> _WHAT TO DO_: Retype every record exactly as it appears.

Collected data
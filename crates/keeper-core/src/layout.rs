//! Row layout for rendering bookmark lists as keyboards or tables.

/// Split `items` into consecutive rows of at most `width` entries.
///
/// A `width` of zero is treated as one. An empty slice yields a single
/// empty row, so callers always have at least one row to render.
pub fn to_rows<T: Clone>(items: &[T], width: usize) -> Vec<Vec<T>> {
    if items.is_empty() {
        return vec![Vec::new()];
    }
    items.chunks(width.max(1)).map(<[T]>::to_vec).collect()
}
//! CLI command definitions for the `bmk` binary.
//!
//! Commands follow a verb style (`bmk add <user> <items>`). Every command
//! accepts the global `--json`, `--quiet`, `-v` and `--otel` flags.

pub mod bookmarks;
pub mod config;

use clap::{Parser, Subcommand};
use clap_complete::Shell;

/// Keep per-user bookmark lists in blob storage.
#[derive(Parser)]
#[command(name = "bmk", version, about, long_about = None)]
#[command(propagate_version = true)]
pub struct Cli {
    /// Output machine-readable JSON instead of styled text.
    #[arg(long, global = true)]
    pub json: bool,

    /// Only log errors. Command results are still printed.
    #[arg(long, global = true)]
    pub quiet: bool,

    /// Detailed output (-v for verbose, -vv for debug/trace).
    #[arg(short, long, action = clap::ArgAction::Count, global = true)]
    pub verbose: u8,

    /// Export tracing spans through OpenTelemetry (stdout exporter).
    #[arg(long, global = true)]
    pub otel: bool,

    #[command(subcommand)]
    pub command: Commands,
}

#[derive(Subcommand)]
pub enum Commands {
    /// List a user's bookmarks.
    #[command(alias = "ls")]
    List {
        /// User id.
        user: String,

        /// Bookmarks per row.
        #[arg(long, short = 'c', default_value_t = 2)]
        columns: usize,
    },

    /// Add bookmarks (comma-separated).
    Add {
        /// User id.
        user: String,

        /// Bookmarks to add, e.g. "news, weather".
        items: String,
    },

    /// Delete bookmarks (comma-separated).
    #[command(alias = "rm")]
    Delete {
        /// User id.
        user: String,

        /// Bookmarks to delete.
        items: String,
    },

    /// Remove all of a user's bookmarks.
    Clear {
        /// User id.
        user: String,
    },

    /// Print a user's raw bookmark document.
    Show {
        /// User id.
        user: String,
    },

    /// Print the effective configuration (secrets masked).
    Config,

    /// Generate shell completions.
    Completions {
        /// Target shell.
        shell: Shell,
    },
}

#[cfg(test)]
mod tests {
    use super::*;
    use clap::CommandFactory;

    #[test]
    fn test_cli_definition_is_valid() {
        Cli::command().debug_assert();
    }

    #[test]
    fn test_list_defaults_to_two_columns() {
        let cli = Cli::try_parse_from(["bmk", "list", "42"]).unwrap();
        match cli.command {
            Commands::List { user, columns } => {
                assert_eq!(user, "42");
                assert_eq!(columns, 2);
            }
            _ => panic!("expected list"),
        }
    }

    #[test]
    fn test_global_flags_after_subcommand() {
        let cli = Cli::try_parse_from(["bmk", "add", "42", "a, b", "--json", "-vv"]).unwrap();
        assert!(cli.json);
        assert_eq!(cli.verbose, 2);
        assert!(!cli.otel);
        assert!(matches!(cli.command, Commands::Add { .. }));
    }

    #[test]
    fn test_quiet_only_lowers_log_level() {
        let cli = Cli::try_parse_from(["bmk", "list", "42", "--quiet"]).unwrap();
        assert!(cli.quiet);
        assert_eq!(
            keeper_observe::tracing_setup::default_directive(cli.verbose, cli.quiet),
            "error"
        );

        let command = Cli::command();
        let help = command
            .get_arguments()
            .find(|arg| arg.get_id() == "quiet")
            .and_then(|arg| arg.get_help())
            .map(|help| help.to_string())
            .unwrap();
        assert!(help.contains("still printed"), "{help}");
    }

    #[test]
    fn test_rm_alias() {
        let cli = Cli::try_parse_from(["bmk", "rm", "42", "a"]).unwrap();
        assert!(matches!(cli.command, Commands::Delete { .. }));
    }

    #[test]
    fn test_add_requires_items() {
        assert!(Cli::try_parse_from(["bmk", "add", "42"]).is_err());
    }
}
//! Blob storage types.
//!
//! These model whole objects in a key-addressed store and the version tokens
//! used for conditional (compare-and-swap) writes.

use std::fmt;

use serde::{Deserialize, Serialize};

/// Opaque version token of a stored object (S3 ETag, content hash, ...).
#[derive(Debug, Clone, PartialEq, Eq, Hash, Serialize, Deserialize)]
pub struct ObjectVersion(pub String);

impl ObjectVersion {
    pub fn new(token: impl Into<String>) -> Self {
        Self(token.into())
    }

    pub fn as_str(&self) -> &str {
        &self.0
    }
}

impl fmt::Display for ObjectVersion {
    fn fmt(&self, f: &mut fmt::Formatter<'_>) -> fmt::Result {
        write!(f, "{}", self.0)
    }
}

/// A whole object fetched from blob storage.
#[derive(Debug, Clone, PartialEq, Eq)]
pub struct StoredObject {
    pub body: Vec<u8>,
    pub version: ObjectVersion,
}

/// Precondition attached to a write.
#[derive(Debug, Clone, PartialEq, Eq, Default)]
pub enum WriteCondition {
    /// Overwrite whatever is there.
    #[default]
    Unconditional,
    /// Only write if the current object still has this version.
    IfMatch(ObjectVersion),
    /// Only write if no object exists at the key.
    IfAbsent,
}

impl WriteCondition {
    /// Check the precondition against the version currently stored (if any).
    pub fn is_satisfied_by(&self, current: Option<&ObjectVersion>) -> bool {
        match (self, current) {
            (WriteCondition::Unconditional, _) => true,
            (WriteCondition::IfMatch(expected), Some(actual)) => expected == actual,
            (WriteCondition::IfMatch(_), None) => false,
            (WriteCondition::IfAbsent, current) => current.is_none(),
        }
    }
}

> _RESPONSE TO THIS EXERCISE_:
filename crates/keeper-core/src/layout.rs
//! Row layout for rendering bookmark lists as keyboards or tables.

/// Split `items` into consecutive rows of at most `width` entries.
///
/// A `width` of zero is treated as one. An empty slice yields a single
/// empty row, so callers always have at least one row to render.
pub fn to_rows<T: Clone>(items: &[T], width: usize) -> Vec<Vec<T>> {
    if items.is_empty() {
        return vec![Vec::new()];
    }
    items.chunks(width.max(1)).map(<[T]>::to_vec).collect()
}
//! CLI command definitions for the `bmk` binary.
//!
//! Commands follow a verb style (`bmk add <user> <items>`). Every command
//! accepts the global `--json`, `--quiet`, `-v` and `--otel` flags.

pub mod bookmarks;
pub mod config;

use clap::{Parser, Subcommand};
use clap_complete::Shell;

/// Keep per-user bookmark lists in blob storage.
#[derive(Parser)]
#[command(name = "bmk", version, about, long_about = None)]
#[command(propagate_version = true)]
pub struct Cli {
    /// Output machine-readable JSON instead of styled text.
    #[arg(long, global = true)]
    pub json: bool,

    /// Only log errors. Command results are still printed.
    #[arg(long, global = true)]
    pub quiet: bool,

    /// Detailed output (-v for verbose, -vv for debug/trace).
    #[arg(short, long, action = clap::ArgAction::Count, global = true)]
    pub verbose: u8,

    /// Export tracing spans through OpenTelemetry (stdout exporter).
    #[arg(long, global = true)]
    pub otel: bool,

    #[command(subcommand)]
    pub command: Commands,
}

#[derive(Subcommand)]
pub enum Commands {
    /// List a user's bookmarks.
    #[command(alias = "ls")]
    List {
        /// User id.
        user: String,

        /// Bookmarks per row.
        #[arg(long, short = 'c', default_value_t = 2)]
        columns: usize,
    },

    /// Add bookmarks (comma-separated).
    Add {
        /// User id.
        user: String,

        /// Bookmarks to add, e.g. "news, weather".
        items: String,
    },

    /// Delete bookmarks (comma-separated).
    #[command(alias = "rm")]
    Delete {
        /// User id.
        user: String,

        /// Bookmarks to delete.
        items: String,
    },

    /// Remove all of a user's bookmarks.
    Clear {
        /// User id.
        user: String,
    },

    /// Print a user's raw bookmark document.
    Show {
        /// User id.
        user: String,
    },

    /// Print the effective configuration (secrets masked).
    Config,

    /// Generate shell completions.
    Completions {
        /// Target shell.
        shell: Shell,
    },
}

#[cfg(test)]
mod tests {
    use super::*;
    use clap::CommandFactory;

    #[test]
    fn test_cli_definition_is_valid() {
        Cli::command().debug_assert();
    }

    #[test]
    fn test_list_defaults_to_two_columns() {
        let cli = Cli::try_parse_from(["bmk", "list", "42"]).unwrap();
        match cli.command {
            Commands::List { user, columns } => {
                assert_eq!(user, "42");
                assert_eq!(columns, 2);
            }
            _ => panic!("expected list"),
        }
    }

    #[test]
    fn test_global_flags_after_subcommand() {
        let cli = Cli::try_parse_from(["bmk", "add", "42", "a, b", "--json", "-vv"]).unwrap();
        assert!(cli.json);
        assert_eq!(cli.verbose, 2);
        assert!(!cli.otel);
        assert!(matches!(cli.command, Commands::Add { .. }));
    }

    #[test]
    fn test_quiet_only_lowers_log_level() {
        let cli = Cli::try_parse_from(["bmk", "list", "42", "--quiet"]).unwrap();
        assert!(cli.quiet);
        assert_eq!(
            keeper_observe::tracing_setup::default_directive(cli.verbose, cli.quiet),
            "error"
        );

        let command = Cli::command();
        let help = command
            .get_arguments()
            .find(|arg| arg.get_id() == "quiet")
            .and_then(|arg| arg.get_help())
            .map(|help| help.to_string())
            .unwrap();
        assert!(help.contains("still printed"), "{help}");
    }

    #[test]
    fn test_rm_alias() {
        let cli = Cli::try_parse_from(["bmk", "rm", "42", "a"]).unwrap();
        assert!(matches!(cli.command, Commands::Delete { .. }));
    }

    #[test]
    fn test_add_requires_items() {
        assert!(Cli::try_parse_from(["bmk", "add", "42"]).is_err());
    }
}
//! Blob storage types.
//!
//! These model whole objects in a key-addressed store and the version tokens
//! used for conditional (compare-and-swap) writes.

use std::fmt;

use serde::{Deserialize, Serialize};

/// Opaque version token of a stored object (S3 ETag, content hash, ...).
#[derive(Debug, Clone, PartialEq, Eq, Hash, Serialize, Deserialize)]
pub struct ObjectVersion(pub String);

impl ObjectVersion {
    pub fn new(token: impl Into<String>) -> Self {
        Self(token.into())
    }

    pub fn as_str(&self) -> &str {
        &self.0
    }
}

impl fmt::Display for ObjectVersion {
    fn fmt(&self, f: &mut fmt::Formatter<'_>) -> fmt::Result {
        write!(f, "{}", self.0)
    }
}

/// A whole object fetched from blob storage.
#[derive(Debug, Clone, PartialEq, Eq)]
pub struct StoredObject {
    pub body: Vec<u8>,
    pub version: ObjectVersion,
}

/// Precondition attached to a write.
#[derive(Debug, Clone, PartialEq, Eq, Default)]
pub enum WriteCondition {
    /// Overwrite whatever is there.
    #[default]
    Unconditional,
    /// Only write if the current object still has this version.
    IfMatch(ObjectVersion),
    /// Only write if no object exists at the key.
    IfAbsent,
}

impl WriteCondition {
    /// Check the precondition against the version currently stored (if any).
    pub fn is_satisfied_by(&self, current: Option<&ObjectVersion>) -> bool {
        match (self, current) {
            (WriteCondition::Unconditional, _) => true,
            (WriteCondition::IfMatch(expected), Some(actual)) => expected == actual,
            (WriteCondition::IfMatch(_), None) => false,
            (WriteCondition::IfAbsent, current) => current.is_none(),
        }
    }
}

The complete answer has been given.